“Hell is other people,” wrote the famous existential philosopher Jean-Paul Sartre in his play titled “No Exit.” I can’t say that he is wrong, at least not entirely. But I also cannot say that he is correct, at least not entirely… As with most things in life, various interpretations and lines of reasoning can be placed upon a set of words — altering the meaning and changing the truths and falsities of such musings.
Yes, hell can certainly be other people. It seems as though most of the time our hells are created with the help of others. This isn’t to shrug responsibility, though — because we must deal with the hell that we are given. Responsibility aside, just as the world doesn’t act or react in favor of our desires, other people don’t either. Promises are broken, vows betrayed, chaotic cruelty enacted, and conceptual worlds of the future destroyed.
Any one of these on its own can be enough to send one into a frenzy of despair, depression, and self-hatred. But we must remember that we are social creatures, and as such a life of solitude can be just as — or perhaps even more — maddening than dealing with the hell of other people.

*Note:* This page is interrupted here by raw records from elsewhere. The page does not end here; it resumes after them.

//! Shared helpers.

pub mod date;
pub mod fs;
pub mod html;
pub mod mime;
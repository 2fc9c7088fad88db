// src/config/mod.rs
pub mod llm;
pub mod pipeline;

pub use llm::LlmConfig;
pub use pipeline::PipelineConfig;

use std::env;

pub const DEFAULT_SCRAPER_BASE_URL: &str = "https://r.jina.ai";

/// Content-extraction service settings (env only).
#[derive(Debug, Clone, PartialEq)]
pub struct ScraperConfig {
    pub base_url: String,
    pub api_key: Option<String>,
}

impl Default for ScraperConfig {
    fn default() -> Self {
        Self {
            base_url: DEFAULT_SCRAPER_BASE_URL.to_string(),
            api_key: None,
        }
    }
}

impl ScraperConfig {
    /// `SCRAPER_BASE_URL` (default `https://r.jina.ai`) and optional `SCRAPER_API_KEY`.
    pub fn from_env() -> Self {
        let base_url = env::var("SCRAPER_BASE_URL")
            .ok()
            .map(|s| s.trim().to_string())
            .filter(|s| !s.is_empty())
            .unwrap_or_else(|| DEFAULT_SCRAPER_BASE_URL.to_string());
        let api_key = env::var("SCRAPER_API_KEY")
            .ok()
            .map(|s| s.trim().to_string())
            .filter(|s| !s.is_empty());
        Self { base_url, api_key }
    }
}

/// Everything the service needs at startup.
#[derive(Debug, Clone)]
pub struct AppConfig {
    pub llm: LlmConfig,
    pub pipeline: PipelineConfig,
    pub scraper: ScraperConfig,
}

impl AppConfig {
    pub fn load() -> anyhow::Result<Self> {
        Ok(Self {
            llm: LlmConfig::load()?,
            pipeline: PipelineConfig::load()?,
            scraper: ScraperConfig::from_env(),
        })
    }
}

#[cfg(test)]
mod tests {
    use super::*;

    #[serial_test::serial]
    #[test]
    fn scraper_env_blank_values_fall_back() {
        env::set_var("SCRAPER_BASE_URL", "  ");
        env::set_var("SCRAPER_API_KEY", "");
        let cfg = ScraperConfig::from_env();
        assert_eq!(cfg, ScraperConfig::default());

        env::set_var("SCRAPER_BASE_URL", "http://localhost:3000");
        env::set_var("SCRAPER_API_KEY", "tok");
        let cfg = ScraperConfig::from_env();
        assert_eq!(cfg.base_url, "http://localhost:3000");
        assert_eq!(cfg.api_key.as_deref(), Some("tok"));

        env::remove_var("SCRAPER_BASE_URL");
        env::remove_var("SCRAPER_API_KEY");
    }
}
use anyhow::Context;
use serde::{Deserialize, Serialize};
use std::future::Future;
use std::pin::Pin;
use std::time::Duration;

use super::{ChatMessage, LlmClient};
use crate::config::LlmConfig;
use crate::error::LlmError;
use crate::fetch::extract::truncate_chars;

/// OpenAI-compatible provider (Chat Completions API). Works for OpenAI and OpenRouter.
pub struct OpenAiProvider {
    http: reqwest::Client,
    endpoint: String,
    api_key: String,
    model: String,
    temperature: f32,
    max_tokens: u32,
}

impl OpenAiProvider {
    pub fn new(cfg: &LlmConfig, model: &str, timeout: Duration) -> anyhow::Result<Self> {
        let http = reqwest::Client::builder()
            .user_agent(concat!("webs-analyzer/", env!("CARGO_PKG_VERSION")))
            .connect_timeout(Duration::from_secs(5))
            .timeout(timeout)
            .build()
            .context("building LLM http client")?;
        Ok(Self {
            http,
            endpoint: cfg.chat_completions_url(),
            api_key: cfg.api_key.clone(),
            model: model.to_string(),
            temperature: cfg.temperature,
            max_tokens: cfg.max_tokens,
        })
    }

    async fn chat(&self, messages: &[ChatMessage]) -> Result<String, LlmError> {
        if self.api_key.is_empty() {
            return Err(LlmError::Disabled);
        }

        #[derive(Serialize)]
        struct Req<'a> {
            model: &'a str,
            messages: &'a [ChatMessage],
            temperature: f32,
            max_tokens: u32,
        }
        #[derive(Deserialize)]
        struct Resp {
            choices: Vec<Choice>,
        }
        #[derive(Deserialize)]
        struct Choice {
            message: ChoiceMsg,
        }
        #[derive(Deserialize)]
        struct ChoiceMsg {
            #[serde(default)]
            content: Option<String>,
        }

        let req = Req {
            model: &self.model,
            messages,
            temperature: self.temperature,
            max_tokens: self.max_tokens,
        };

        let resp = self
            .http
            .post(&self.endpoint)
            .bearer_auth(&self.api_key)
            .json(&req)
            .send()
            .await
            .map_err(|e| LlmError::Transport(e.to_string()))?;

        let status = resp.status();
        if !status.is_success() {
            let body = resp.text().await.unwrap_or_default();
            return Err(LlmError::Status {
                status: status.as_u16(),
                body: truncate_chars(body.trim(), 300).to_string(),
            });
        }

        let body: Resp = resp
            .json()
            .await
            .map_err(|e| LlmError::Transport(e.to_string()))?;
        let content = body
            .choices
            .into_iter()
            .next()
            .and_then(|c| c.message.content)
            .unwrap_or_default();
        if content.trim().is_empty() {
            return Err(LlmError::EmptyResponse);
        }
        Ok(content)
    }
}

impl LlmClient for OpenAiProvider {
    fn generate<'a>(
        &'a self,
        messages: &'a [ChatMessage],
    ) -> Pin<Box<dyn Future<Output = Result<String, LlmError>> + Send + 'a>> {
        Box::pin(self.chat(messages))
    }

    fn provider_name(&self) -> &'static str {
        "openai"
    }
}

#[cfg(test)]
mod tests {
    use super::*;

    #[tokio::test]
    async fn missing_key_is_reported_as_disabled() {
        let cfg = LlmConfig {
            enabled: true,
            ..LlmConfig::default()
        };
        let p = OpenAiProvider::new(&cfg, "gpt-4o-mini", Duration::from_secs(1)).unwrap();
        let err = p.generate(&[ChatMessage::user("hi")]).await.unwrap_err();
        assert!(matches!(err, LlmError::Disabled));
    }
}
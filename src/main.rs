//! webs-analyzer service entrypoint.
//! Boots the Axum HTTP server with the analysis routes, shared state and middleware.

use shuttle_axum::ShuttleAxum;

#[shuttle_runtime::main]
async fn axum() -> ShuttleAxum {
    // Load .env in local/dev; no-op in prod environments.
    let _ = dotenvy::dotenv();

    webs_analyzer::init_tracing();

    let router = webs_analyzer::app().await?;
    Ok(router.into())
}
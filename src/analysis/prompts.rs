//! System prompts and user-message builders for the three agents.

use serde_json::json;

use crate::fetch::extract::truncate_chars;
use crate::fetch::FetchResult;
use crate::model::{QuickMetadata, UrlAnalysis};

/// Chars of page content shown to the quick-metadata agent per page.
const QUICK_EXCERPT_CHARS: usize = 800;

pub const QUICK_METADATA_SYSTEM: &str = "You label a batch of web pages quickly. \
Respond with ONLY a JSON object, no prose and no code fences:\n\
{\"title\": string, \"emoji\": string (exactly one emoji), \
\"description\": string (one or two sentences), \
\"suggestedTopics\": [string] (3 to 6 short topics)}.\n\
If a focus prompt is given, let it steer the title and topics.";

pub const URL_ANALYSIS_SYSTEM: &str = "You analyze the content of a single web page. \
Respond with ONLY a JSON object, no prose and no code fences:\n\
{\"title\": string, \"description\": string, \"topics\": [string], \
\"sentiment\": \"positive\" | \"neutral\" | \"negative\", \
\"summary\": string (3 to 5 sentences), \"insights\": [string], \
\"entities\": [{\"type\": string, \"value\": string}], \
\"readingTime\": number (minutes), \"confidence\": number (0 to 1), \
\"relatedUrls\": [string], \"emoji\": string}.\n\
If the content cannot be analyzed, respond with {\"error\": string} instead.";

pub const COMBINE_SYSTEM: &str = "You combine several per-page analyses into one overview. \
The merged topics, entities and sentiment are computed elsewhere; do not repeat them. \
Respond with ONLY a JSON object, no prose and no code fences:\n\
{\"title\": string, \"emoji\": string, \"description\": string, \
\"fullDescription\": string (several paragraphs covering every page), \
\"enhancedInsights\": [string] (insights that only appear when reading the pages together), \
\"crossUrlConnections\": [{\"urls\": [string], \"connection\": string, \"strength\": number (0 to 1)}]}.\n\
Only reference URLs that appear in the input.";

/// Batch-level view for the fast model: URLs, focus, and short excerpts of the fetched pages.
pub fn quick_metadata_user(
    urls: &[String],
    prompt: Option<&str>,
    fetches: &[FetchResult],
) -> String {
    let pages: Vec<_> = fetches
        .iter()
        .filter(|f| f.success)
        .map(|f| {
            json!({
                "url": f.url,
                "title": f.title,
                "description": f.description,
                "excerpt": truncate_chars(&f.content, QUICK_EXCERPT_CHARS),
            })
        })
        .collect();

    json!({
        "urls": urls,
        "focus": prompt,
        "successfulFetches": pages.len(),
        "pages": pages,
    })
    .to_string()
}

pub fn url_analysis_user(fetch: &FetchResult, prompt: Option<&str>, max_chars: usize) -> String {
    let mut out = format!("URL: {}\n", fetch.url);
    if let Some(t) = &fetch.title {
        out.push_str(&format!("Title: {t}\n"));
    }
    if let Some(d) = &fetch.description {
        out.push_str(&format!("Description: {d}\n"));
    }
    if let Some(p) = prompt {
        out.push_str(&format!("Focus: {p}\n"));
    }
    out.push_str("\nContent:\n");
    out.push_str(truncate_chars(&fetch.content, max_chars));
    out
}

pub fn combine_user(
    urls: &[String],
    prompt: Option<&str>,
    quick: &QuickMetadata,
    analyses: &[UrlAnalysis],
) -> String {
    json!({
        "urls": urls,
        "focus": prompt,
        "quickMetadata": quick,
        "urlAnalyses": analyses,
    })
    .to_string()
}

Broken and embittered from past experiences, one can quite easily and even justifiably become a creature of hell and in turn a creator of hell for others. One could take another path, however, and try to find the wisdom which hides in the darkest depths of any hellish situation. This is the wisdom of experience — something that is gained only through the trials of life.
We each have our own narrative which includes an ebb and flow of heavenly and hell-like experiences. Although our stories may not be the same, the emotions behind the ebb and flow of life are often shared human experiences. I believe that this is where other people can also be a kind of salvation — salvation through comradery, compassion, and understanding.
Although our hell may be created, in part, by other people, our greatest hope of climbing out of the pit of despair is also through other people — those who have endured the trials of life and were strong enough to piece themselves back together. It is these imperfectly-perfect Beings that we must lean on when the walk up the mountain of human existence becomes too strenuous for one to continue on their own.
It isn’t always easy to find such beacons of hope in the darkness of our hell, but they exist, and they are often closer than one might think. All one must do in order to uncover this network of salvation is speak the broken words and express the deep emotion that one keeps caged inside their Being. This cage provides safety but can also create a calloused spirit which simply feeds the hell inflicted upon the world.
Exposing oneself to external judgment — allowing oneself to be vulnerable — to unclothe the mind, soul, and spirit before another person can be a frightening human experience. But it is also an experience necessary in acknowledging one’s own thoughts and emotions in such a way that one cannot do on their own.
Sharing one’s darkest thoughts, deepest fears, and hellish experiences can bring a shared reality to the situation. This can help one confront such things in a novel manner, introducing new perspectives and thus a new reality to the earthly hell that one may be experiencing. This doesn’t cause the pain to stop, or the hellish situation to simply disappear, but it does aid the process of accepting and moving past whatever it is one might be plagued by.
Clawing one’s way out of the pit of despair is a difficult thing to do, but it is easier when you can look above and take the hands of those who have already climbed their way out. The ebb and flow of life is a continual reality of Being, and no matter how hard you watch your step, it is likely that you will lose your footing and find yourself back in the pit of the despair throughout your life. Once you can stand upright, above the pit, and you are able to gaze upon the heavenly possibilities that surround Being, don’t forget to offer your hand to those still attempting to claw their way out.